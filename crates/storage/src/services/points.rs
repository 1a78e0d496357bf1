use std::collections::BTreeMap;

use serde::{Deserialize, Serialize};

/// Level-indexed payout table: each level maps to an ordered scale of
/// point values, index 0 being first place. The table is configuration,
/// not hardcoded policy; deserialize one to override the defaults.
///
/// Relay levels 10, 11 and 12 live in the same namespace as the general
/// 0-5 tiers, as ordinary two-entry scales (winner, loser).
#[derive(Debug, Clone, Serialize, Deserialize)]
pub struct PointsTable {
    scales: BTreeMap<i64, Vec<i64>>,
}

impl Default for PointsTable {
    fn default() -> Self {
        let scales = BTreeMap::from([
            (0, vec![5, 3, 1]),
            (1, vec![10, 6, 4, 2, 1]),
            (2, vec![20, 12, 8, 4, 2]),
            (3, vec![50, 30, 20, 10, 5]),
            (4, vec![100, 60, 40, 20, 10, 8, 6, 4]),
            (5, vec![200, 120, 80, 40, 20, 16, 12, 8, 6, 4]),
            (10, vec![10, 4]),
            (11, vec![5, 2]),
            (12, vec![3, 1]),
        ]);
        Self { scales }
    }
}

impl PointsTable {
    pub fn new(scales: BTreeMap<i64, Vec<i64>>) -> Self {
        Self { scales }
    }

    pub fn scale(&self, level: i64) -> Option<&[i64]> {
        self.scales.get(&level).map(Vec::as_slice)
    }

    /// Points awarded for a 1-based rank at the given level. A rank
    /// beyond the scale, or an unknown level, earns zero points; the
    /// race still counts toward races-played and podium/win tallies.
    pub fn points(&self, level: i64, rank: i64) -> i64 {
        if rank < 1 {
            return 0;
        }
        self.scales
            .get(&level)
            .and_then(|scale| scale.get(rank as usize - 1))
            .copied()
            .unwrap_or(0)
    }
}

#[cfg(test)]
mod tests {
    use super::*;

    #[test]
    fn level_one_podium_payout() {
        let table = PointsTable::default();
        assert_eq!(table.points(1, 1), 10);
        assert_eq!(table.points(1, 2), 6);
        assert_eq!(table.points(1, 3), 4);
    }

    #[test]
    fn rank_beyond_scale_earns_zero() {
        let table = PointsTable::default();
        assert_eq!(table.points(0, 4), 0);
        assert_eq!(table.points(5, 11), 0);
        assert_eq!(table.points(99, 1), 0);
        assert_eq!(table.points(1, 0), 0);
    }

    #[test]
    fn payout_is_non_increasing_in_rank() {
        let table = PointsTable::default();
        for level in [0, 1, 2, 3, 4, 5, 10, 11, 12] {
            let scale_len = table.scale(level).unwrap().len() as i64;
            for rank in 1..=scale_len {
                assert!(
                    table.points(level, rank) >= table.points(level, rank + 1),
                    "level {level} rank {rank}"
                );
            }
        }
    }

    #[test]
    fn relay_levels_pay_winner_and_loser() {
        let table = PointsTable::default();
        assert_eq!((table.points(10, 1), table.points(10, 2)), (10, 4));
        assert_eq!((table.points(11, 1), table.points(11, 2)), (5, 2));
        assert_eq!((table.points(12, 1), table.points(12, 2)), (3, 1));
    }

    #[test]
    fn table_is_overridable() {
        let table = PointsTable::new(BTreeMap::from([(1, vec![3, 2, 1])]));
        assert_eq!(table.points(1, 1), 3);
        assert_eq!(table.points(2, 1), 0);
    }
}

### Assignment
Return the material in full. Each line must match.

### Finished task
filename crates/storage/src/services/points.rs
repository 1a78e0d496357bf1
use std::collections::BTreeMap;

use serde::{Deserialize, Serialize};

/// Level-indexed payout table: each level maps to an ordered scale of
/// point values, index 0 being first place. The table is configuration,
/// not hardcoded policy; deserialize one to override the defaults.
///
/// Relay levels 10, 11 and 12 live in the same namespace as the general
/// 0-5 tiers, as ordinary two-entry scales (winner, loser).
#[derive(Debug, Clone, Serialize, Deserialize)]
pub struct PointsTable {
    scales: BTreeMap<i64, Vec<i64>>,
}

impl Default for PointsTable {
    fn default() -> Self {
        let scales = BTreeMap::from([
            (0, vec![5, 3, 1]),
            (1, vec![10, 6, 4, 2, 1]),
            (2, vec![20, 12, 8, 4, 2]),
            (3, vec![50, 30, 20, 10, 5]),
            (4, vec![100, 60, 40, 20, 10, 8, 6, 4]),
            (5, vec![200, 120, 80, 40, 20, 16, 12, 8, 6, 4]),
            (10, vec![10, 4]),
            (11, vec![5, 2]),
            (12, vec![3, 1]),
        ]);
        Self { scales }
    }
}

impl PointsTable {
    pub fn new(scales: BTreeMap<i64, Vec<i64>>) -> Self {
        Self { scales }
    }

    pub fn scale(&self, level: i64) -> Option<&[i64]> {
        self.scales.get(&level).map(Vec::as_slice)
    }

    /// Points awarded for a 1-based rank at the given level. A rank
    /// beyond the scale, or an unknown level, earns zero points; the
    /// race still counts toward races-played and podium/win tallies.
    pub fn points(&self, level: i64, rank: i64) -> i64 {
        if rank < 1 {
            return 0;
        }
        self.scales
            .get(&level)
            .and_then(|scale| scale.get(rank as usize - 1))
            .copied()
            .unwrap_or(0)
    }
}

#[cfg(test)]
mod tests {
    use super::*;

    #[test]
    fn level_one_podium_payout() {
        let table = PointsTable::default();
        assert_eq!(table.points(1, 1), 10);
        assert_eq!(table.points(1, 2), 6);
        assert_eq!(table.points(1, 3), 4);
    }

    #[test]
    fn rank_beyond_scale_earns_zero() {
        let table = PointsTable::default();
        assert_eq!(table.points(0, 4), 0);
        assert_eq!(table.points(5, 11), 0);
        assert_eq!(table.points(99, 1), 0);
        assert_eq!(table.points(1, 0), 0);
    }

    #[test]
    fn payout_is_non_increasing_in_rank() {
        let table = PointsTable::default();
        for level in [0, 1, 2, 3, 4, 5, 10, 11, 12] {
            let scale_len = table.scale(level).unwrap().len() as i64;
            for rank in 1..=scale_len {
                assert!(
                    table.points(level, rank) >= table.points(level, rank + 1),
                    "level {level} rank {rank}"
                );
            }
        }
    }

    #[test]
    fn relay_levels_pay_winner_and_loser() {
        let table = PointsTable::default();
        assert_eq!((table.points(10, 1), table.points(10, 2)), (10, 4));
        assert_eq!((table.points(11, 1), table.points(11, 2)), (5, 2));
        assert_eq!((table.points(12, 1), table.points(12, 2)), (3, 1));
    }

    #[test]
    fn table_is_overridable() {
        let table = PointsTable::new(BTreeMap::from([(1, vec![3, 2, 1])]));
        assert_eq!(table.points(1, 1), 3);
        assert_eq!(table.points(2, 1), 0);
    }
}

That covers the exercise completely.